Go through the data and report each line that holds the string "never".

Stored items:
+ + + + + + +

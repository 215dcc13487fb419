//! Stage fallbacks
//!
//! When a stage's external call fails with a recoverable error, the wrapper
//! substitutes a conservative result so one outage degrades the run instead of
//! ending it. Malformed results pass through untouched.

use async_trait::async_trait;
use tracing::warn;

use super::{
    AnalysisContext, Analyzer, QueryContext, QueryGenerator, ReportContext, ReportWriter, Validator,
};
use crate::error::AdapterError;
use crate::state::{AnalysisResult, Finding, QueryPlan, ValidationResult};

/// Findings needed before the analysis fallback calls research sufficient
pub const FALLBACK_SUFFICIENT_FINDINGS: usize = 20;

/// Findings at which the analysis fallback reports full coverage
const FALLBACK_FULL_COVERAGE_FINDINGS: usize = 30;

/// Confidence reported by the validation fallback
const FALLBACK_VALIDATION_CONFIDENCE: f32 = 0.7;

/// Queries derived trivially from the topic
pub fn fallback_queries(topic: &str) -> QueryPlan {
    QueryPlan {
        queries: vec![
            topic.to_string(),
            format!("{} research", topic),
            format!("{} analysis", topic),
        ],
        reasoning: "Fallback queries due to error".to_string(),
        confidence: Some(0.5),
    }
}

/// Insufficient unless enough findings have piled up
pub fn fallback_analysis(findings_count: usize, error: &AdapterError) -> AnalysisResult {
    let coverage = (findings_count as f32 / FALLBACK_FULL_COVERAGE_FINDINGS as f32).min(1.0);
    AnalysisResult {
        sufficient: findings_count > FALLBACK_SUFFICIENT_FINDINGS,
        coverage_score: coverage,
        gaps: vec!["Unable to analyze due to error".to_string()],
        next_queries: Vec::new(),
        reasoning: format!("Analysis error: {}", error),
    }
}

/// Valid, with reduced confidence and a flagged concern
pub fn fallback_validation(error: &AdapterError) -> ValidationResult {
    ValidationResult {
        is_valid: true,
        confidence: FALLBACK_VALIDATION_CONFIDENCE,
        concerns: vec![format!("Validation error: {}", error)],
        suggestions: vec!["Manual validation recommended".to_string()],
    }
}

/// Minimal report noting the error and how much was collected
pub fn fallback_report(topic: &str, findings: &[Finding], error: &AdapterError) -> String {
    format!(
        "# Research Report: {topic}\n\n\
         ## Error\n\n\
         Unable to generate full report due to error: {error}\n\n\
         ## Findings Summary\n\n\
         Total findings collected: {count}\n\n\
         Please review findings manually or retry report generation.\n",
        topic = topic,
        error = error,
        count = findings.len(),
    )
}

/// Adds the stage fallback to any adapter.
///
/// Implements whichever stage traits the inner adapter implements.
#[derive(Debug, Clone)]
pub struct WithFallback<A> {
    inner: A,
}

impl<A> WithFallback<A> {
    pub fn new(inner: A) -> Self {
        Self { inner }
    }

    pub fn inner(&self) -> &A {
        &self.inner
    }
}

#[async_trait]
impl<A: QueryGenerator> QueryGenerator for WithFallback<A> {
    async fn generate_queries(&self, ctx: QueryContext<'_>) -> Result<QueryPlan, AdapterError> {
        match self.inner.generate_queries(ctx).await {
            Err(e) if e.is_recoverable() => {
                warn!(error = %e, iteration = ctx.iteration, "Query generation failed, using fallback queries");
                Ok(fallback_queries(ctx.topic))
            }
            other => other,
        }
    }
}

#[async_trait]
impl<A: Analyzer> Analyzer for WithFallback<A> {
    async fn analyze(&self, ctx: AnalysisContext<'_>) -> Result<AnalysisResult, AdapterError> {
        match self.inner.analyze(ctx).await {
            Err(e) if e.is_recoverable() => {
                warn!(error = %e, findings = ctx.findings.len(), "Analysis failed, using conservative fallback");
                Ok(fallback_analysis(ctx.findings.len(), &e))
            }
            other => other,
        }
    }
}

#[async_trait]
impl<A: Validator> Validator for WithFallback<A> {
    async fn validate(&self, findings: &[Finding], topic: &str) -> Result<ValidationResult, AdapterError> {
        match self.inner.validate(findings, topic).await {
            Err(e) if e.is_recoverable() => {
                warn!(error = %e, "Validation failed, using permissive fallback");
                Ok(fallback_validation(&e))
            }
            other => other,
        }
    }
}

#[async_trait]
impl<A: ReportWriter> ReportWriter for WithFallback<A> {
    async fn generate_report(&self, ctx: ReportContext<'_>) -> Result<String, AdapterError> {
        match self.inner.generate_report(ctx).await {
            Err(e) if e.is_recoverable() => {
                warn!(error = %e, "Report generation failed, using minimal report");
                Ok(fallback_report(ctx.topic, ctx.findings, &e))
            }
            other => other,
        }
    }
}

+ + + + + + +

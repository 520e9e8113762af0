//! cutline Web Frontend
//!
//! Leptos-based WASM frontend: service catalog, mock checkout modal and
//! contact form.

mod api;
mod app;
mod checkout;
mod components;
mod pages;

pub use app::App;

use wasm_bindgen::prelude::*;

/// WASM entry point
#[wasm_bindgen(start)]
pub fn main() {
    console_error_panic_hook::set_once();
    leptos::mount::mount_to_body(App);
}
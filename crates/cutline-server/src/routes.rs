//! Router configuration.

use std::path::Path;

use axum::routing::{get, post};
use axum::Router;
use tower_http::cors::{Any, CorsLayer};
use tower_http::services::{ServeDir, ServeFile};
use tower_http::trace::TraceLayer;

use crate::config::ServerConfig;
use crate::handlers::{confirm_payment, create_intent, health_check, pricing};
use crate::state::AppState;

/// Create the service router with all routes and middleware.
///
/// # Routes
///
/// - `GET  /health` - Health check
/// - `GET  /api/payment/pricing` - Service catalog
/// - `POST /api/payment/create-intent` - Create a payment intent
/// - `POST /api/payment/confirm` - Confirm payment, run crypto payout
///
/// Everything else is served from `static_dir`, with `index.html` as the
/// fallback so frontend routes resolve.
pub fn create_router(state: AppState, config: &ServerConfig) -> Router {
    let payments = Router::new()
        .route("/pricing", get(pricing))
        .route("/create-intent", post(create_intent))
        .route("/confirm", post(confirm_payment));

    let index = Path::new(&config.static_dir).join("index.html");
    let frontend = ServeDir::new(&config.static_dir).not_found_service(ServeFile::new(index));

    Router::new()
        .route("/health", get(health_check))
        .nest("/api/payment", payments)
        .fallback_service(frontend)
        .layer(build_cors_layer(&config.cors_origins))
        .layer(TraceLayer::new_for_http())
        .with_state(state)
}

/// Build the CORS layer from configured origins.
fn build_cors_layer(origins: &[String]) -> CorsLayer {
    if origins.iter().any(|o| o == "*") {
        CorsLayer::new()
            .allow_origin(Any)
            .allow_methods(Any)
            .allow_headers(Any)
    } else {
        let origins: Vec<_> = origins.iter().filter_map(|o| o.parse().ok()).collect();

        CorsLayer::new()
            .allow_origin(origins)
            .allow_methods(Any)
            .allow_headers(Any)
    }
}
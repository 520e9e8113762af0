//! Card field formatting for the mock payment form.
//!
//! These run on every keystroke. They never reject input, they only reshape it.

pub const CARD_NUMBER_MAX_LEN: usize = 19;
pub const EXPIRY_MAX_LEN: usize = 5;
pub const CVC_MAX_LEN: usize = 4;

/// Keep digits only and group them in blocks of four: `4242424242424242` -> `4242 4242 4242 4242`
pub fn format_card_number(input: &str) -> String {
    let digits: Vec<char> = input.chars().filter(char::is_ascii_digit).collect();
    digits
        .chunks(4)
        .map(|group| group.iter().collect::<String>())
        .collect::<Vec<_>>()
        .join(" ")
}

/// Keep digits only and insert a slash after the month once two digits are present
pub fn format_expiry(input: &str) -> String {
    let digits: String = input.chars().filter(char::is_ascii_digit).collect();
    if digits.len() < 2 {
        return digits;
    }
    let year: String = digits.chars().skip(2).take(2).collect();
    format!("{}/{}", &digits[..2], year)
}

+ + + + + + +

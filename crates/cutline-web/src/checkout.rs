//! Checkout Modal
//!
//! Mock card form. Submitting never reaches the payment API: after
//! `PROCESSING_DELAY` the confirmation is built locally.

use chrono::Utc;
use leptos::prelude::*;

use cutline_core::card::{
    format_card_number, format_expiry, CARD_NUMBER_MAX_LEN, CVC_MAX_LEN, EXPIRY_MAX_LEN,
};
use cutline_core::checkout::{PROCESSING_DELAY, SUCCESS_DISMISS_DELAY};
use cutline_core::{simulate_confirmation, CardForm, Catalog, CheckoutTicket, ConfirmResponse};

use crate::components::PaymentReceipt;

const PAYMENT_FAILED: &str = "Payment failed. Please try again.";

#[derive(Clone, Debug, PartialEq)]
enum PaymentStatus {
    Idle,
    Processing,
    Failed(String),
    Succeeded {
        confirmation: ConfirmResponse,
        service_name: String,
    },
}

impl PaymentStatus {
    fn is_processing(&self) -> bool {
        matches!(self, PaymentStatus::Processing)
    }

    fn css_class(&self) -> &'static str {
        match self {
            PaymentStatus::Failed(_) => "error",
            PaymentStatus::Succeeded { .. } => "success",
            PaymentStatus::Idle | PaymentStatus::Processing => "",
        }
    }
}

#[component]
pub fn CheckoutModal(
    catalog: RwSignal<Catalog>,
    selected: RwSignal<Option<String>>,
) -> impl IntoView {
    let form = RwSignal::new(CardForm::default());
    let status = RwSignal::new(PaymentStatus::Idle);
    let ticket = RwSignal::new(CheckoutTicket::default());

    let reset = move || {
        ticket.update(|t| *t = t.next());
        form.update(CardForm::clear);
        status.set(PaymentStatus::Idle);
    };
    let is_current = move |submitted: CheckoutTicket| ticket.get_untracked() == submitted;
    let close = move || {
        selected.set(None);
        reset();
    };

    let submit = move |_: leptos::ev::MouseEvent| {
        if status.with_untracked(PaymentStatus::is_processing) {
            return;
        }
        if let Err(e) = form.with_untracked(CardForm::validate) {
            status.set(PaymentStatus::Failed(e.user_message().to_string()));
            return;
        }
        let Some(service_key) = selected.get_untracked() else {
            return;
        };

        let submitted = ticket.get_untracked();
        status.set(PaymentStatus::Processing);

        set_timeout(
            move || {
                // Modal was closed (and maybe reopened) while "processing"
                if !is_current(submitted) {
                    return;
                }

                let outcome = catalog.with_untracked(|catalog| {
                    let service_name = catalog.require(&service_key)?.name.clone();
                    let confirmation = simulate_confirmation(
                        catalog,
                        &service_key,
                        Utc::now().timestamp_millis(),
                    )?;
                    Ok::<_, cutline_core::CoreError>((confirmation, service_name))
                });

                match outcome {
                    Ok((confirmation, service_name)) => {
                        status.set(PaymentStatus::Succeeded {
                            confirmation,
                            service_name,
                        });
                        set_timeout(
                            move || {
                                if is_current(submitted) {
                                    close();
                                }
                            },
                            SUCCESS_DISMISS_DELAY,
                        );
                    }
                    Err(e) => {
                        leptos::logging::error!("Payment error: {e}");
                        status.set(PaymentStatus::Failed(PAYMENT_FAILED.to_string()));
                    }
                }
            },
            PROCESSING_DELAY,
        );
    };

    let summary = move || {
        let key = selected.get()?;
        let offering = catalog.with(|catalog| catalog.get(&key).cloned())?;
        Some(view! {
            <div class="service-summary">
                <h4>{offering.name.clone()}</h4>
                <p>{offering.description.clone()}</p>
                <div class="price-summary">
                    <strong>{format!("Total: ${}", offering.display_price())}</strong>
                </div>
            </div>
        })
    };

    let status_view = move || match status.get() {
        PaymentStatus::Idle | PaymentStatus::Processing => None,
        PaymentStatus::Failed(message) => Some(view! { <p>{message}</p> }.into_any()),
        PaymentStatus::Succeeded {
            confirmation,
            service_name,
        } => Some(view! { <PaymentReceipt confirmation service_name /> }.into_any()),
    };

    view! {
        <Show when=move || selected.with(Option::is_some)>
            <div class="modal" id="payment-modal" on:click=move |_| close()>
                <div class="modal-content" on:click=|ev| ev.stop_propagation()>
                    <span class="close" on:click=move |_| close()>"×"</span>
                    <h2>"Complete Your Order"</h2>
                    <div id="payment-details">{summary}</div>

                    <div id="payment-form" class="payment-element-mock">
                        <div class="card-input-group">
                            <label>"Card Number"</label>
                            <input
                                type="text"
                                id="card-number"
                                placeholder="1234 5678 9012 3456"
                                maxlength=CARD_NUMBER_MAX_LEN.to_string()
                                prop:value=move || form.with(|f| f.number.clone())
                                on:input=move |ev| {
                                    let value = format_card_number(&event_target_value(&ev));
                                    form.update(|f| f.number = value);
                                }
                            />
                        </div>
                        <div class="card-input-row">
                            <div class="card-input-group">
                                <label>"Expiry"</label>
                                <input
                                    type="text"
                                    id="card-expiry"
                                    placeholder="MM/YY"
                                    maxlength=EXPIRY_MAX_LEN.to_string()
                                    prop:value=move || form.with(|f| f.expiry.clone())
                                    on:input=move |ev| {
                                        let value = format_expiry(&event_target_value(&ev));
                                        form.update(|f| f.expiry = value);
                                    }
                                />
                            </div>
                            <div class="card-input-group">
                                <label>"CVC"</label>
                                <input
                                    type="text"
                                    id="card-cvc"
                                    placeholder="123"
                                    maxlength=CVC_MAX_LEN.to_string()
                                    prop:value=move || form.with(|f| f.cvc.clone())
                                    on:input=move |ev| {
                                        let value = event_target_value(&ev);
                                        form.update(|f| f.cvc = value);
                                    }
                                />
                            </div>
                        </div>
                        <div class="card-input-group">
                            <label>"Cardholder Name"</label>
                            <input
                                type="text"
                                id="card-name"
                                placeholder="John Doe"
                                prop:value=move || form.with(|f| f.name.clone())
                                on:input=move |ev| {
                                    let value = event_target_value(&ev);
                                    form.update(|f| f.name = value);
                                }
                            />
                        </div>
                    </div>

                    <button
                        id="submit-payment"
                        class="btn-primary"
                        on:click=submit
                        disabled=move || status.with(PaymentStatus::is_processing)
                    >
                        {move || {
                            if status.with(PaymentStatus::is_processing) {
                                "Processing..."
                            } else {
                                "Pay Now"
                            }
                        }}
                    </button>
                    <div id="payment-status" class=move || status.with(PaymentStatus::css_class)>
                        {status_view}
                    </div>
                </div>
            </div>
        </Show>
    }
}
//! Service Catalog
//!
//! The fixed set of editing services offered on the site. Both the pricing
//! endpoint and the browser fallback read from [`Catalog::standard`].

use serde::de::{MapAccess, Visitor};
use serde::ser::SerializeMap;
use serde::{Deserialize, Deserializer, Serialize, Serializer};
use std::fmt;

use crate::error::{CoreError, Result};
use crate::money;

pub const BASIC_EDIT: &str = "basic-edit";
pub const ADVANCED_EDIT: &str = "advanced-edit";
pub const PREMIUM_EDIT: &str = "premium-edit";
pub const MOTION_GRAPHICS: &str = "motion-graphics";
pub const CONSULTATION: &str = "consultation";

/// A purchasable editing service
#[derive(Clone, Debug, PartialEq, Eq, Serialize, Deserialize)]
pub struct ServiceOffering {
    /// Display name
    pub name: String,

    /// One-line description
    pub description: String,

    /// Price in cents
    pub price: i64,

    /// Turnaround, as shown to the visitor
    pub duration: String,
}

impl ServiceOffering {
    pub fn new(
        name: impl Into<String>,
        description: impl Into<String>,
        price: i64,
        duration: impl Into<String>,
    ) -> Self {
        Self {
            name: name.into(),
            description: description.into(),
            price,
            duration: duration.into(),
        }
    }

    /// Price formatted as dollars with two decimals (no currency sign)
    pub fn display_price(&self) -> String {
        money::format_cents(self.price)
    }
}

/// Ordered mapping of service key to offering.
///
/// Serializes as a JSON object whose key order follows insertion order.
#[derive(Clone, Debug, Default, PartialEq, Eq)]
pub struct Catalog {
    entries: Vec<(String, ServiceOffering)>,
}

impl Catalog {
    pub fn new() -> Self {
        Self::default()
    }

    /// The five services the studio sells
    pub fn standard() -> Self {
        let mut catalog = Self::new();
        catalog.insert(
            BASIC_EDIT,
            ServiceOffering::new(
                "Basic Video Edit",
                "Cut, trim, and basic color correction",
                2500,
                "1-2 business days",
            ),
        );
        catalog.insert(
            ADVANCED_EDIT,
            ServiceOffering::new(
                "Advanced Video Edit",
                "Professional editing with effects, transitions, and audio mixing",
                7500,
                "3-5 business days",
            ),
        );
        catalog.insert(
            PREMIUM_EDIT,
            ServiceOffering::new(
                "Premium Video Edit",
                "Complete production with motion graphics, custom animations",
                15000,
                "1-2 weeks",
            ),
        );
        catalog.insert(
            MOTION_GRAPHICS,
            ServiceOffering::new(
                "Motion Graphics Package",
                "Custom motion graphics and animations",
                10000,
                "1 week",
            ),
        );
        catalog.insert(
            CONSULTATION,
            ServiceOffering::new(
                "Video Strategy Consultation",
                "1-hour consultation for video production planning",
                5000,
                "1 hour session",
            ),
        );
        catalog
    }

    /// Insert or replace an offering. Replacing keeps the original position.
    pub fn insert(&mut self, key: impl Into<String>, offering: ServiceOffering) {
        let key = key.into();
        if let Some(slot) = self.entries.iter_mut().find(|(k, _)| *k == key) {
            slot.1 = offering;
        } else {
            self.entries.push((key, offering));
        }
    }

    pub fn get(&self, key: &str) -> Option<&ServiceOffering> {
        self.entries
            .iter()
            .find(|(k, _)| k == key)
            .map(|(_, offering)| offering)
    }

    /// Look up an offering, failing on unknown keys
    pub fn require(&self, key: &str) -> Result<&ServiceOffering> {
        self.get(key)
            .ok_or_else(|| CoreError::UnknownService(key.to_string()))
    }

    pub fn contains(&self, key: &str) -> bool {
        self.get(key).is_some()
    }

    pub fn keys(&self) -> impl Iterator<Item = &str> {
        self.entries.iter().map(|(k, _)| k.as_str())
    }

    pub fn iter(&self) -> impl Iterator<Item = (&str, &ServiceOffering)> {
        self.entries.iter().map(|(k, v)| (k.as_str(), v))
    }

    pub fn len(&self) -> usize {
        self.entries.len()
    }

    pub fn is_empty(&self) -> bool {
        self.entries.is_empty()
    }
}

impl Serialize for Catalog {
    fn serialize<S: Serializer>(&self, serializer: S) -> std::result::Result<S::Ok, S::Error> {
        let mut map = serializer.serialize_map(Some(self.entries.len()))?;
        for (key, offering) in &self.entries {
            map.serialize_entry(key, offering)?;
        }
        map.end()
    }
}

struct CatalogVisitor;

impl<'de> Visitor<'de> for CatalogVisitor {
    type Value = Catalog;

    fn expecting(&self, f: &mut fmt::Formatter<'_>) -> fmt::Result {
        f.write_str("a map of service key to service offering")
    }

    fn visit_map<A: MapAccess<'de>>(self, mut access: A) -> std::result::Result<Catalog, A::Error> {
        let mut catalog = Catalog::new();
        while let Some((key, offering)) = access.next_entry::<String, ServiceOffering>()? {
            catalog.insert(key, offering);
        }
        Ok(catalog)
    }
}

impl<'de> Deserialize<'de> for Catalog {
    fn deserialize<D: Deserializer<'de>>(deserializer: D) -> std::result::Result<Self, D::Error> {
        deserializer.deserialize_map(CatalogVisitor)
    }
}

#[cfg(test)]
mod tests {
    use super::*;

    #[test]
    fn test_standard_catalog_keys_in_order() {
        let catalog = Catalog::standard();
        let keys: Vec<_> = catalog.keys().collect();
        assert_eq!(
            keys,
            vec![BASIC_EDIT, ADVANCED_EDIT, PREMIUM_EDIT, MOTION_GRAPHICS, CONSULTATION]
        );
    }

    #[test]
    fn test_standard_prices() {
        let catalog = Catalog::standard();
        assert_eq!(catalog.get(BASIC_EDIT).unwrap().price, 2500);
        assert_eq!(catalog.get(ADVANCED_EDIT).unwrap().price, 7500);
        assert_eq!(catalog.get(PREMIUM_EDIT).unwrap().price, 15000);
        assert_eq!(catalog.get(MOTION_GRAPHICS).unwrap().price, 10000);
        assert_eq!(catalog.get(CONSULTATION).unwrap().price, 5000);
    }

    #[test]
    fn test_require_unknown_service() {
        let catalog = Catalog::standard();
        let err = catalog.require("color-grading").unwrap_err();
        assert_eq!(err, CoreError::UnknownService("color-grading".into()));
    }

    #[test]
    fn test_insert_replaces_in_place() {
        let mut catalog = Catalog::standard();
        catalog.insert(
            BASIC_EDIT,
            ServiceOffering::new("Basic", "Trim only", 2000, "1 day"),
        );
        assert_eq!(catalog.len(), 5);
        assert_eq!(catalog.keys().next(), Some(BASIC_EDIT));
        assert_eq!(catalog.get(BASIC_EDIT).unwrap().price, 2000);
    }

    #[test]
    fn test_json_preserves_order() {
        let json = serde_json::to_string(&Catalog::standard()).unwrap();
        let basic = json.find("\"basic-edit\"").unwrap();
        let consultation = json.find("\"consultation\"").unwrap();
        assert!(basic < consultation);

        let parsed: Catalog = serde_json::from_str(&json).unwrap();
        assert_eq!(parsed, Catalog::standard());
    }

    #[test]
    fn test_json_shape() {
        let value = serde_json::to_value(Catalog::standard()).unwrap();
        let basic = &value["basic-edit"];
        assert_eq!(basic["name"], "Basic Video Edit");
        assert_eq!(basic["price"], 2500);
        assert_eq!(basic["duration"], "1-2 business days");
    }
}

+ + + + + + +

_OUTPUT OF THE EXERCISE_:
//! These run on every keystroke. They never reject input, they only reshape it.
//! Mock card form. Submitting never reaches the payment API: after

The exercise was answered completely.